Com um orçamento da ordem de R$ 692 milhões, a Empresa Brasileira de Correio e Telégrafo(ECT) pretende investir não apenas no projeto e-post, que demandará R$ 150 milhões somente na sua primeira fase, mas também planeja tornar-se uma operadora logística através da ampliação dos serviços, batizados de e-Sedex.
Everton Luiz Cabral Machado, gerente do programa de encomendas dos Correios, informa que, este ano, planeja entregar 3,5 milhões de encomendas contra as 1,2 milhão, entregues em 2001.
Com 750 contratos fechados sendo que 15 lojas virtuais representam 95% do volume total de encomendas do B2C os correios pretendem quase triplicar o volume, este ano, sem aumentar a base de clientes, informa Machado.
Além disso, a área de logística também deverá incrementar a receita com o novo serviço de entrega voltado às empresas físicas e virtuais atendendo assim o mercado do B2B(Business to Business).

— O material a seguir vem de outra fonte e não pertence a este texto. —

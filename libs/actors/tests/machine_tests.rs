//! End-to-end machines over loopback TCP.

use codec::ActorId;
use machine_actors::{
    EventKind, FileSink, Machine, MachineError, MachineOptions, MemorySink,
};
use machine_config::{MachineConfig, PeerAddress, SimulationSettings};
use std::collections::BTreeMap;
use std::time::Duration;
use tempfile::TempDir;
use tokio::time::sleep;

fn free_port() -> u16 {
    let listener = std::net::TcpListener::bind("127.0.0.1:0").unwrap();
    listener.local_addr().unwrap().port()
}

fn settings() -> SimulationSettings {
    SimulationSettings {
        send_one_weight: 1,
        send_all_weight: 1,
        internal_weight: 1,
        connect_grace_ms: 5_000,
        connect_base_delay_ms: 20,
        connect_max_delay_ms: 200,
        shutdown_timeout_ms: 2_000,
        ..Default::default()
    }
}

fn config_for(ports: &[(u32, u16)], simulation: SimulationSettings) -> MachineConfig {
    let machines: BTreeMap<String, PeerAddress> = ports
        .iter()
        .map(|(id, port)| {
            (
                id.to_string(),
                PeerAddress {
                    host: "127.0.0.1".to_string(),
                    port: *port,
                },
            )
        })
        .collect();
    MachineConfig::from_parts(machines, simulation).unwrap()
}

fn options(rate: u32, seed: u64) -> MachineOptions {
    MachineOptions {
        log_dir: None,
        rate: Some(rate),
        seed: Some(seed),
    }
}

#[tokio::test(flavor = "multi_thread", worker_threads = 4)]
async fn test_two_machines_exchange_messages() {
    let config = config_for(&[(1, free_port()), (2, free_port())], settings());
    let sink_1 = MemorySink::new();
    let sink_2 = MemorySink::new();

    let mut m1 = Machine::with_sink(&config, ActorId::new(1), options(20, 1), Box::new(sink_1.clone()))
        .unwrap();
    let mut m2 = Machine::with_sink(&config, ActorId::new(2), options(20, 2), Box::new(sink_2.clone()))
        .unwrap();

    let (r1, r2) = tokio::join!(m1.start(), m2.start());
    r1.unwrap();
    r2.unwrap();
    assert!(m1.transport().is_connected(ActorId::new(2)));
    assert!(m2.transport().is_connected(ActorId::new(1)));

    sleep(Duration::from_millis(1500)).await;

    let s1 = m1.shutdown().await.unwrap();
    let s2 = m2.shutdown().await.unwrap();

    for (sink, summary) in [(&sink_1, s1), (&sink_2, s2)] {
        let records = sink.records();
        assert!(!records.is_empty());
        assert_eq!(records.len() as u64, summary.events_processed);
        assert_eq!(records.last().unwrap().clock, summary.clock);

        for pair in records.windows(2) {
            assert!(pair[1].clock > pair[0].clock);
        }
        for record in records.iter().filter(|r| r.kind == EventKind::Receive) {
            assert!(record.clock > record.message_clock.unwrap());
        }
    }

    let receives = sink_1
        .records()
        .iter()
        .chain(sink_2.records().iter())
        .filter(|r| r.kind == EventKind::Receive)
        .count();
    assert!(receives > 0, "no message crossed the link");
}

#[tokio::test]
async fn test_lone_machine_logs_internal_events_to_file() {
    let dir = TempDir::new().unwrap();
    let config = config_for(&[(1, free_port())], settings());
    let machine = Machine::new(
        &config,
        ActorId::new(1),
        MachineOptions {
            log_dir: Some(dir.path().to_path_buf()),
            rate: Some(10),
            seed: Some(3),
        },
    )
    .unwrap();

    let summary = machine
        .run_until(sleep(Duration::from_millis(600)))
        .await
        .unwrap()
        .unwrap();

    let log = std::fs::read_to_string(FileSink::log_path(dir.path(), ActorId::new(1))).unwrap();
    assert!(log.contains("Machine 1 log started"));
    assert!(log.contains("Clock rate: 10 ticks per second"));
    assert!(log.contains("| INTERNAL |"));
    assert!(!log.contains("| SEND |"));
    assert_eq!(log.matches("| INTERNAL |").count() as u64, summary.events_processed);
}

#[tokio::test]
async fn test_unreachable_peer_fails_startup() {
    let simulation = SimulationSettings {
        connect_grace_ms: 300,
        ..settings()
    };
    let config = config_for(&[(1, free_port()), (2, free_port())], simulation);
    let mut machine = Machine::with_sink(
        &config,
        ActorId::new(1),
        options(5, 1),
        Box::new(MemorySink::new()),
    )
    .unwrap();

    let err = machine.start().await.unwrap_err();
    assert!(matches!(err, MachineError::Transport(_)));
    assert_eq!(err.category(), "connection");
}

#[tokio::test]
async fn test_unknown_machine_is_rejected() {
    let config = config_for(&[(1, free_port())], settings());
    let err = Machine::with_sink(
        &config,
        ActorId::new(7),
        MachineOptions::default(),
        Box::new(MemorySink::new()),
    )
    .unwrap_err();

    assert!(matches!(err, MachineError::Config(_)));
}

#[tokio::test]
async fn test_tick_rate_drawn_from_configured_range() {
    let simulation = SimulationSettings {
        min_rate: 2,
        max_rate: 4,
        ..settings()
    };
    let config = config_for(&[(1, free_port())], simulation);

    for seed in 0..20 {
        let machine = Machine::with_sink(
            &config,
            ActorId::new(1),
            MachineOptions {
                seed: Some(seed),
                ..Default::default()
            },
            Box::new(MemorySink::new()),
        )
        .unwrap();
        assert!((2..=4).contains(&machine.tick_rate()));
    }

    let err = Machine::with_sink(&config, ActorId::new(1), options(0, 1), Box::new(MemorySink::new()))
        .unwrap_err();
    assert!(matches!(err, MachineError::Config(_)));
}
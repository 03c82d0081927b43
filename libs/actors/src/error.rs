//! Machine Error Types

use machine_config::ConfigError;
use network::TransportError;
use std::path::PathBuf;
use thiserror::Error;

/// Errors that can stop a machine from starting
#[derive(Error, Debug)]
pub enum MachineError {
    #[error("Configuration error: {0}")]
    Config(#[from] ConfigError),

    #[error("Transport error: {0}")]
    Transport(#[from] TransportError),

    /// Event log could not be opened or written
    #[error("Event log error at {path:?}: {source}")]
    Sink {
        path: PathBuf,
        #[source]
        source: std::io::Error,
    },
}

pub type Result<T> = std::result::Result<T, MachineError>;

impl MachineError {
    pub fn sink(path: impl Into<PathBuf>, source: std::io::Error) -> Self {
        Self::Sink {
            path: path.into(),
            source,
        }
    }

    /// Get error category for log fields
    pub fn category(&self) -> &'static str {
        match self {
            MachineError::Config(_) => "config",
            MachineError::Transport(e) => e.category(),
            MachineError::Sink { .. } => "sink",
        }
    }
}
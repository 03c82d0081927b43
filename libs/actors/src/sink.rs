//! Event Log Sinks
//!
//! A sink receives one [`EventRecord`] per processed event. [`FileSink`]
//! appends human-readable lines to `<log_dir>/log_<id>.txt` and mirrors each
//! record as a `tracing` event; [`MemorySink`] keeps records for inspection.

use crate::error::{MachineError, Result};
use crate::events::EventRecord;
use chrono::Local;
use codec::ActorId;
use parking_lot::Mutex;
use std::fs::{self, File, OpenOptions};
use std::io::{LineWriter, Write};
use std::path::{Path, PathBuf};
use std::sync::Arc;
use tracing::info;

pub trait EventSink: Send {
    fn record(&mut self, record: &EventRecord) -> Result<()>;

    fn flush(&mut self) -> Result<()> {
        Ok(())
    }
}

/// Per-machine log file, opened in append mode
pub struct FileSink {
    path: PathBuf,
    writer: LineWriter<File>,
}

impl FileSink {
    pub fn log_path(log_dir: &Path, actor_id: ActorId) -> PathBuf {
        log_dir.join(format!("log_{}.txt", actor_id))
    }

    /// Open the log and write its two header lines
    pub fn create(log_dir: &Path, actor_id: ActorId, tick_rate: u32) -> Result<Self> {
        fs::create_dir_all(log_dir).map_err(|e| MachineError::sink(log_dir, e))?;

        let path = Self::log_path(log_dir, actor_id);
        let file = OpenOptions::new()
            .create(true)
            .append(true)
            .open(&path)
            .map_err(|e| MachineError::sink(&path, e))?;

        let mut sink = Self {
            path,
            writer: LineWriter::new(file),
        };
        sink.write_line(&format!(
            "Machine {} log started at {}",
            actor_id,
            Local::now().format("%Y-%m-%d %H:%M:%S%.6f")
        ))?;
        sink.write_line(&format!("Clock rate: {} ticks per second", tick_rate))?;

        info!(machine = %actor_id, path = ?sink.path, "Event log opened");
        Ok(sink)
    }

    pub fn path(&self) -> &Path {
        &self.path
    }

    fn write_line(&mut self, line: &str) -> Result<()> {
        writeln!(self.writer, "{}", line).map_err(|e| MachineError::sink(&self.path, e))
    }
}

impl EventSink for FileSink {
    fn record(&mut self, record: &EventRecord) -> Result<()> {
        info!(
            machine = %record.actor_id,
            kind = record.kind.as_str(),
            clock = record.clock,
            queue_len = record.queue_len,
            "{}",
            record.details()
        );
        self.write_line(&record.to_log_line())
    }

    fn flush(&mut self) -> Result<()> {
        self.writer
            .flush()
            .map_err(|e| MachineError::sink(&self.path, e))
    }
}

/// Collects records in memory; clones share the same buffer
#[derive(Debug, Clone, Default)]
pub struct MemorySink {
    records: Arc<Mutex<Vec<EventRecord>>>,
}

impl MemorySink {
    pub fn new() -> Self {
        Self::default()
    }

    pub fn records(&self) -> Vec<EventRecord> {
        self.records.lock().clone()
    }

    pub fn len(&self) -> usize {
        self.records.lock().len()
    }

    pub fn is_empty(&self) -> bool {
        self.records.lock().is_empty()
    }
}

impl EventSink for MemorySink {
    fn record(&mut self, record: &EventRecord) -> Result<()> {
        self.records.lock().push(record.clone());
        Ok(())
    }
}

#[cfg(test)]
mod tests {
    use super::*;
    use crate::events::EventKind;
    use codec::Message;
    use tempfile::TempDir;

    #[test]
    fn test_file_sink_writes_header_and_lines() {
        let dir = TempDir::new().unwrap();
        let id = ActorId::new(1);

        let mut sink = FileSink::create(dir.path(), id, 4).unwrap();
        sink.record(&EventRecord::internal(id, 1, 0)).unwrap();
        sink.record(&EventRecord::receive(id, 7, 2, &Message::new(ActorId::new(3), 6)))
            .unwrap();
        sink.flush().unwrap();

        let contents = fs::read_to_string(dir.path().join("log_1.txt")).unwrap();
        let lines: Vec<&str> = contents.lines().collect();

        assert_eq!(lines.len(), 4);
        assert!(lines[0].starts_with("Machine 1 log started at "));
        assert_eq!(lines[1], "Clock rate: 4 ticks per second");
        assert!(lines[2].ends_with("| INTERNAL | Clock: 1 | Queue: 0 | Internal event"));
        assert!(lines[3].contains("| RECEIVE | Clock: 7 | Queue: 2 |"));
    }

    #[test]
    fn test_file_sink_appends_across_runs() {
        let dir = TempDir::new().unwrap();
        let id = ActorId::new(2);

        FileSink::create(dir.path(), id, 1).unwrap();
        FileSink::create(dir.path(), id, 2).unwrap();

        let contents = fs::read_to_string(FileSink::log_path(dir.path(), id)).unwrap();
        assert_eq!(contents.matches("log started").count(), 2);
    }

    #[test]
    fn test_file_sink_creates_log_dir() {
        let dir = TempDir::new().unwrap();
        let nested = dir.path().join("logs").join("run1");

        let sink = FileSink::create(&nested, ActorId::new(5), 3).unwrap();
        assert!(sink.path().exists());
    }

    #[test]
    fn test_memory_sink_clones_share_records() {
        let sink = MemorySink::new();
        let mut writer = sink.clone();

        writer
            .record(&EventRecord::internal(ActorId::new(1), 1, 0))
            .unwrap();

        assert_eq!(sink.len(), 1);
        assert_eq!(sink.records()[0].kind, EventKind::Internal);
    }
}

Nossa expectativa é atingir com o PAC nome do serviço de encomendas econômicas para empresas cerca de 7,5 milhões de encomendas no primeiro ano de operação, planeja Machado.
O executivo estima que metade desse volume será originado a partir das encomendas do B2B. Nosso alvo é a indústria de calçados, cosméticos, vestuário, além das de hardware e software, conta. A meta é fechar 50 contratos.
Outra estratégia é melhorar o serviço de encomendas internacionais. Para isso, técnicos dos Correios avaliam as propostas recebidas pela Fedex e DHL.